- _Assigned task_
From the data, return each line holding the word "DbError".

Saved data entries
★ ★ ★ ★ ★

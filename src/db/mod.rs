//! Database connection and pool management for BeanVault
//!
//! Redemption requests are persisted in PostgreSQL when `DATABASE_URL` is set.

use sqlx::postgres::{PgPool, PgPoolOptions};
use std::time::Duration;

/// Database connection error
#[derive(Debug, thiserror::Error)]
pub enum DbError {
    #[error("Failed to connect to database: {0}")]
    ConnectionError(String),

    #[error("Failed to run migrations: {0}")]
    MigrationError(String),

    #[error("Database health check failed: {0}")]
    HealthCheckError(String),
}

/// Create a database connection pool
pub async fn create_pool(database_url: &str, max_connections: u32) -> Result<PgPool, DbError> {
    let pool = PgPoolOptions::new()
        .max_connections(max_connections)
        .acquire_timeout(Duration::from_secs(5))
        .idle_timeout(Duration::from_secs(600))
        .connect(database_url)
        .await
        .map_err(|e| DbError::ConnectionError(e.to_string()))?;

    tracing::info!(max_connections, "Database connection pool created successfully");

    Ok(pool)
}

/// Run database migrations
pub async fn run_migrations(pool: &PgPool) -> Result<(), DbError> {
    tracing::info!("Running database migrations...");

    sqlx::migrate!("./migrations")
        .run(pool)
        .await
        .map_err(|e| DbError::MigrationError(e.to_string()))?;

    tracing::info!("Database migrations completed successfully");

    Ok(())
}

/// Check database connectivity (for health checks)
pub async fn check_health(pool: &PgPool) -> Result<(), DbError> {
    sqlx::query("SELECT 1")
        .fetch_one(pool)
        .await
        .map_err(|e| DbError::HealthCheckError(e.to_string()))?;

    Ok(())
}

★ ★ ★ ★ ★

- _Answer section_
pub enum DbError {
pub async fn create_pool(database_url: &str, max_connections: u32) -> Result<PgPool, DbError> {
        .map_err(|e| DbError::ConnectionError(e.to_string()))?;
pub async fn run_migrations(pool: &PgPool) -> Result<(), DbError> {
        .map_err(|e| DbError::MigrationError(e.to_string()))?;
pub async fn check_health(pool: &PgPool) -> Result<(), DbError> {
        .map_err(|e| DbError::HealthCheckError(e.to_string()))?;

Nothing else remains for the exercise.